Researchers created a transistor-like ‘logic gate,’ which is a type of computational operation in which multiple inputs control an output, and embedded it into a protein. They found that not only could they rapidly activate the protein using light and the drug rapamycin, but also that this activation resulted in the cells undergoing internal changes that enhanced their adhesive capabilities, which ultimately decreased their motility. Credit: Penn State
The creation of nanoscale computers for use in precision health care has long been a dream of many scientists and health care providers. Now, for the first time, researchers at Penn State have produced a nanocomputing agent that can control the function of a particular protein that is involved in cell movement and cancer metastasis. The research paves the way for the construction of complex nanoscale computers for the prevention and treatment of cancer and other diseases.

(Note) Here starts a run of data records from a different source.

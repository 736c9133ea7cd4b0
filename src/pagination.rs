use serde::Serialize;

/// Default page size used by listing services.
pub const DEFAULT_ITEMS_PER_PAGE: usize = 25;

/// Page selection applied to a listing query.
#[derive(Debug, Clone, Copy, PartialEq, Eq)]
pub struct Pagination {
    /// 1-based page number.
    pub page: usize,
    /// Number of items per page.
    pub per_page: usize,
}

/// A single page of results together with paging metadata.
#[derive(Debug, Serialize)]
pub struct Paginated<T> {
    pub items: Vec<T>,
    pub page: usize,
    pub total_pages: usize,
}

impl<T> Paginated<T> {
    pub fn new(items: Vec<T>, page: usize, total_pages: usize) -> Self {
        Self {
            items,
            page,
            total_pages,
        }
    }
}
use serde::{Deserialize, Serialize};

use crate::SERVICE_ACCESS_ROLE;
use crate::domain::list::List;

/// Claims describing the authenticated caller, as decoded from the identity
/// token by the transport layer.
#[derive(Debug, Clone, Serialize, Deserialize)]
pub struct AuthenticatedUser {
    /// Subject identifier from the token.
    pub sub: String,
    /// Email address, used as the stable user identifier in stored records.
    pub email: String,
    /// Hub the user belongs to.
    pub hub_id: i32,
    /// Display name.
    pub name: String,
    /// Assigned roles.
    pub roles: Vec<String>,
    /// Token expiry timestamp.
    pub exp: usize,
}

/// Returns true when `role` is among `roles`.
pub fn check_role(role: &str, roles: &[String]) -> bool {
    roles.iter().any(|r| r == role)
}

/// Capability check for acting on a list: the caller must belong to the
/// list's hub and be either a hub admin or an assigned collaborator.
///
/// Admins intentionally bypass the collaborator assignment so they can act
/// on any list in their hub.
pub fn has_list_access(user: &AuthenticatedUser, list: &List) -> bool {
    if user.hub_id != list.hub_id {
        return false;
    }

    if check_role(SERVICE_ACCESS_ROLE, &user.roles) {
        return true;
    }

    list.collaborators
        .iter()
        .any(|email| email == &user.email)
}

#[cfg(test)]
mod tests {
    use super::*;
    use chrono::NaiveDate;

    fn list_with_collaborators(hub_id: i32, collaborators: Vec<String>) -> List {
        let datetime = NaiveDate::from_ymd_opt(2024, 1, 1)
            .and_then(|date| date.and_hms_opt(0, 0, 0))
            .unwrap_or_default();
        List {
            id: 1,
            hub_id,
            name: "Kitchen".to_string(),
            deleted: false,
            deleted_at: None,
            collaborators,
            created_at: datetime,
            updated_at: datetime,
        }
    }

    fn user(hub_id: i32, email: &str, roles: Vec<String>) -> AuthenticatedUser {
        AuthenticatedUser {
            sub: "user".to_string(),
            email: email.to_string(),
            hub_id,
            name: "User".to_string(),
            roles,
            exp: 0,
        }
    }

    #[test]
    fn admin_has_access_without_assignment() {
        let list = list_with_collaborators(1, Vec::new());
        let admin = user(1, "admin@example.com", vec!["admin".to_string()]);
        assert!(has_list_access(&admin, &list));
    }

    #[test]
    fn collaborator_has_access() {
        let list = list_with_collaborators(1, vec!["cook@example.com".to_string()]);
        let cook = user(1, "cook@example.com", Vec::new());
        assert!(has_list_access(&cook, &list));
    }

    #[test]
    fn unassigned_user_is_denied() {
        let list = list_with_collaborators(1, vec!["cook@example.com".to_string()]);
        let other = user(1, "other@example.com", Vec::new());
        assert!(!has_list_access(&other, &list));
    }

    #[test]
    fn admin_from_another_hub_is_denied() {
        let list = list_with_collaborators(1, Vec::new());
        let admin = user(2, "admin@example.com", vec!["admin".to_string()]);
        assert!(!has_list_access(&admin, &list));
    }
}
use chrono::NaiveDateTime;
use rust_decimal::Decimal;
use serde::{Deserialize, Serialize};

/// The quantity state of one catalog item within one list.
#[derive(Debug, Serialize, Deserialize, Clone)]
pub struct ListEntry {
    /// Unique identifier of the entry.
    pub id: i32,
    /// Owning list identifier.
    pub list_id: i32,
    /// Referenced catalog item identifier.
    pub item_id: i32,
    /// Stock currently on hand.
    pub current_quantity: Decimal,
    /// Stock level below which a reorder is generated.
    pub minimum_quantity: Decimal,
    /// When true, a deficit orders exactly one `batch_size` unit instead of
    /// the numeric shortfall.
    pub uses_batch_threshold: bool,
    /// Quantity per reorder unit (e.g. one case); set when
    /// `uses_batch_threshold` is true.
    pub batch_size: Option<Decimal>,
    /// When quantities were last checked in for this entry.
    pub last_submitted_at: Option<NaiveDateTime>,
    /// Who last checked in quantities for this entry.
    pub last_submitted_by: Option<String>,
    /// Timestamp for when the record was created.
    pub created_at: NaiveDateTime,
    /// Timestamp for the last update to the record.
    pub updated_at: NaiveDateTime,
}

impl ListEntry {
    /// Quantity to reorder for this entry.
    ///
    /// Below the minimum, batch-threshold entries always request a single
    /// batch unit ("order one more case") regardless of the deficit size;
    /// other entries request the exact shortfall. At or above the minimum
    /// nothing is requested. Comparisons are exact decimal comparisons.
    pub fn compute_reorder(&self) -> Decimal {
        if self.current_quantity >= self.minimum_quantity {
            return Decimal::ZERO;
        }

        if self.uses_batch_threshold {
            self.batch_size.unwrap_or_default()
        } else {
            self.minimum_quantity - self.current_quantity
        }
    }
}

/// Minimum/batch configuration applied when creating or updating an entry.
/// Never carries the current quantity; that is only mutated by submissions.
#[derive(Debug, Clone)]
pub struct UpsertListEntry {
    /// Stock level below which a reorder is generated.
    pub minimum_quantity: Decimal,
    /// Whether reorders use the fixed batch policy.
    pub uses_batch_threshold: bool,
    /// Quantity per reorder unit; required when `uses_batch_threshold`.
    pub batch_size: Option<Decimal>,
    /// Timestamp captured when the payload was created.
    pub updated_at: NaiveDateTime,
}

impl UpsertListEntry {
    /// Build a plain minimum-threshold configuration.
    pub fn new(minimum_quantity: Decimal) -> Self {
        Self {
            minimum_quantity,
            uses_batch_threshold: false,
            batch_size: None,
            updated_at: chrono::Local::now().naive_utc(),
        }
    }

    /// Switch the entry to the fixed-batch reorder policy.
    pub fn with_batch_size(mut self, batch_size: Decimal) -> Self {
        self.uses_batch_threshold = true;
        self.batch_size = Some(batch_size);
        self
    }
}

/// One quantity check-in for a single entry within a submission batch.
#[derive(Debug, Clone)]
pub struct EntryEdit {
    /// Catalog item the edit refers to; together with the list this
    /// identifies the entry.
    pub item_id: i32,
    /// New on-hand quantity reported by the collaborator.
    pub new_current_quantity: Decimal,
}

Nikolay Dokholyan, G. Thomas Passananti Professor, Penn State College of Medicine, and his colleagues — including Yashavantha Vishweshwaraiah, postdoctoral scholar in pharmacology, Penn State — created a transistor-like ‘logic gate,’ which is a type of computational operation in which multiple inputs control an output.
“Our logic gate is just the beginning of what you could call cellular computing,” he said, “but it is a major milestone because it demonstrates the ability to embed conditional operations in a protein and control its function, said Dokholyan. “It will allow us to gain a deeper understanding of human biology and disease and introduces possibilities for the development of precision therapeutics.”
The team’s logic gate comprised two sensor domains designed to respond to two inputs — light and the drug rapamycin. The team targeted the protein focal adhesion kinase (FAK) because it is involved in cell adhesion and movement, which are initial steps in the development of metastatic cancer.
“First, we introduced a rapamycin-sensitive domain, called uniRapr, which the lab had previously designed and studied, into the gene that encodes FAK,” said Vishweshwaraiah. “Next, we introduced the domain, LOV2, which is sensitive to light. Once we optimized both domains, we combined them into one final logic-gate design.”
The team inserted the modified gene into HeLa cancer cells and, using confocal microscopy, observed the cells in vitro. They studied the effects of each of the inputs separately, as well as the combined effects of the inputs, on the cells’ behavior.
They discovered that not only could they rapidly activate FAK using light and rapamycin, but also that this activation resulted in the cells undergoing internal changes that enhanced their adhesive capabilities, which ultimately decreased their motility.
Their results published today (November 16, 2021) in the journal Nature Communications.
“We show for the first time that we can build a functioning nanocomputing agent within living cells that can control cell behavior,” said Vishweshwaraiah. “We also discovered some interesting features of the FAK protein, such as the changes it triggers in cells when it is activated.”
Dokholyan noted that the team hopes to eventually test these nanocomputing agents in vivo within living organisms.
Reference: 16 November 2021, Nature Communications.
Other Penn State authors on the paper include Jiaxing Chen, graduate student; Venkat R. Chirasani, postdoctoral fellow; and Erdem D. Tabdanov, assistant professor of pharmacology.
The National Institutes of Health and the Passan Foundation supported this research.